*Instructions to follow*. The task calls for the count of lines containing "method" in these records, given as a number with no other words.

*Material for this task*.
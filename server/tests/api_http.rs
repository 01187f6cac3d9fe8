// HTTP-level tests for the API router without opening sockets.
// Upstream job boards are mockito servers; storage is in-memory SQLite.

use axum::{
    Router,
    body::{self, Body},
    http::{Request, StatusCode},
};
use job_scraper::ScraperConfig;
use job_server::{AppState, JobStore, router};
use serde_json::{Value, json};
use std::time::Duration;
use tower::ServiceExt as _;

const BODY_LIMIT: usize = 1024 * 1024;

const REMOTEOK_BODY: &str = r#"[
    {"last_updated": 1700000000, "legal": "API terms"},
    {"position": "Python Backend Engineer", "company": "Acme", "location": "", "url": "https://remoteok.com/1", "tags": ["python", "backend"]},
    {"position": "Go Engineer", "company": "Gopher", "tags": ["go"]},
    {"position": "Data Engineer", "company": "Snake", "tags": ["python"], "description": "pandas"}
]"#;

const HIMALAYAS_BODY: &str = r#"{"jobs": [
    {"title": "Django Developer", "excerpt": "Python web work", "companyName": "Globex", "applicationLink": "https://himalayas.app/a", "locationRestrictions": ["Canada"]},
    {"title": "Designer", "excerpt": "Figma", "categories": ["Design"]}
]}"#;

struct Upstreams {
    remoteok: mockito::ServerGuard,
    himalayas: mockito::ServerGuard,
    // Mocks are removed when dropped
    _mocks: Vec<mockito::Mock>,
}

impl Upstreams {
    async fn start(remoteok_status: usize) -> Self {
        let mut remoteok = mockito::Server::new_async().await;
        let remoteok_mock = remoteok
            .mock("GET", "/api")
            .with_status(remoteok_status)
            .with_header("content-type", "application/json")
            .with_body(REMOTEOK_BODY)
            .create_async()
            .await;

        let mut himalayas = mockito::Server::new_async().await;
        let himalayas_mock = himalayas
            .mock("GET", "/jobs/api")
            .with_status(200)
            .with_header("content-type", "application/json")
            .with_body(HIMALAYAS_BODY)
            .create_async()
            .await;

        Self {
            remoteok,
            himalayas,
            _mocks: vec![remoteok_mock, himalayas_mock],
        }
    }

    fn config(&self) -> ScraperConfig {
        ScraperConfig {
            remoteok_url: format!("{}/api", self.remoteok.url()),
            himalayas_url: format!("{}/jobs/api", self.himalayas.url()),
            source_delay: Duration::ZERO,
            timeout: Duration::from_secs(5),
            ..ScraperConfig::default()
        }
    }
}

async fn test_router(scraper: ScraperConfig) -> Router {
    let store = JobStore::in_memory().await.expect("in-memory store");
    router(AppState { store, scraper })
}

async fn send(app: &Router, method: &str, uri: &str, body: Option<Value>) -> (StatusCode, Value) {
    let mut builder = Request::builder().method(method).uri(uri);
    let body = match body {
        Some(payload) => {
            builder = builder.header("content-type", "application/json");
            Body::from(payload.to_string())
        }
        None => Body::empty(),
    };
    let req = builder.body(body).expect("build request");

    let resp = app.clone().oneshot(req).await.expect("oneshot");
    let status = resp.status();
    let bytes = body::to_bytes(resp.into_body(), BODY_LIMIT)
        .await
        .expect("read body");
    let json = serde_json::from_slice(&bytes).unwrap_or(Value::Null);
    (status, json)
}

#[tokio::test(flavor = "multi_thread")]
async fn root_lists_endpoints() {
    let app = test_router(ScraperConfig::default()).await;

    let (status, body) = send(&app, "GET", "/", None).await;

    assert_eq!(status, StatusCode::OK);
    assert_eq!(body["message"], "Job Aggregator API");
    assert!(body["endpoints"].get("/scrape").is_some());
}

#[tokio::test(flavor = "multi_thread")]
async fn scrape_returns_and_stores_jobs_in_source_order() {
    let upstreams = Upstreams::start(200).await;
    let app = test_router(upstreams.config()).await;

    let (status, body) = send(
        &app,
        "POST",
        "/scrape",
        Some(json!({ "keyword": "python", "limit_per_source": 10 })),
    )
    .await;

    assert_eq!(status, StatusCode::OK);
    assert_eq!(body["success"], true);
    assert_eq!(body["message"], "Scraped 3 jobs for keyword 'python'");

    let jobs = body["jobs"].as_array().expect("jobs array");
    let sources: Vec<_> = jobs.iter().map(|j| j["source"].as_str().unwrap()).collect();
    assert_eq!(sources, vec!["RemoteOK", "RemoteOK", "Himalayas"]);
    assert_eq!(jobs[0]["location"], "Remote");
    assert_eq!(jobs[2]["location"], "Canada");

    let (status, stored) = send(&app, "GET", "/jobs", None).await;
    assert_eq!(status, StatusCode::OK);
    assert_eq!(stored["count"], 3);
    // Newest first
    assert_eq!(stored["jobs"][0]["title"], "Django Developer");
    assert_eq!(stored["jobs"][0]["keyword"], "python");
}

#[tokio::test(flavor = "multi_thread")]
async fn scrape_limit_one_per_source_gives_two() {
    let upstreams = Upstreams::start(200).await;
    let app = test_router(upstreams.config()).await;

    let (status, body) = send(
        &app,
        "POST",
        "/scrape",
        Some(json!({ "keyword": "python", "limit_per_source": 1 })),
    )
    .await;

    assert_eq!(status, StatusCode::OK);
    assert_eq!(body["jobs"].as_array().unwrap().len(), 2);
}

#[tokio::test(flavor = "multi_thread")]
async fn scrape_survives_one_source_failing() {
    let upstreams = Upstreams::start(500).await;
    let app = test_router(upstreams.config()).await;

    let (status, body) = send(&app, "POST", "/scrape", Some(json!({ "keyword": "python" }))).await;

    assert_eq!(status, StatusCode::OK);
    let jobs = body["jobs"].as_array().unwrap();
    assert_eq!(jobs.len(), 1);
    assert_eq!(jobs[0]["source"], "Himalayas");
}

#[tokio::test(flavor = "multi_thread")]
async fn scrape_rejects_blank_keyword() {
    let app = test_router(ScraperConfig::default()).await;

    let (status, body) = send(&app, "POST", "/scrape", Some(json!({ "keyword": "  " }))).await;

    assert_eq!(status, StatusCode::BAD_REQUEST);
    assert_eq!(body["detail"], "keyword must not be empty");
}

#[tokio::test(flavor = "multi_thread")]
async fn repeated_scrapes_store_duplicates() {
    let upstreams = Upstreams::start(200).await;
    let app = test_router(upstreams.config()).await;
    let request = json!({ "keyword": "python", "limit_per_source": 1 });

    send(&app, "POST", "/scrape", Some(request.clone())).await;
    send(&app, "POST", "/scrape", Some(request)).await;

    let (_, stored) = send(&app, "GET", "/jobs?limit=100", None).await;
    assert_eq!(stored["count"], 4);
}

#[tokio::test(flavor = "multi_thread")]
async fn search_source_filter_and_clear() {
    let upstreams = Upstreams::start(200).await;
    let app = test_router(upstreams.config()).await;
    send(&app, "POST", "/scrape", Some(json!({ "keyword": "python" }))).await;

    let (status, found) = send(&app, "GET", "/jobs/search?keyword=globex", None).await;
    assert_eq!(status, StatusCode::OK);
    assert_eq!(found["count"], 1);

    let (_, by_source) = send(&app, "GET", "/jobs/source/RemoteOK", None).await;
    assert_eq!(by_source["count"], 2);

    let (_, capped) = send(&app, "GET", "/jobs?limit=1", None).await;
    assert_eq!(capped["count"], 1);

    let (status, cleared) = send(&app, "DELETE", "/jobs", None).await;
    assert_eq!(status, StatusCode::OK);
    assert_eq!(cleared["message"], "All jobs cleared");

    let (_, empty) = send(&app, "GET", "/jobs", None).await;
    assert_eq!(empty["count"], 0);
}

*Output for this task*. 2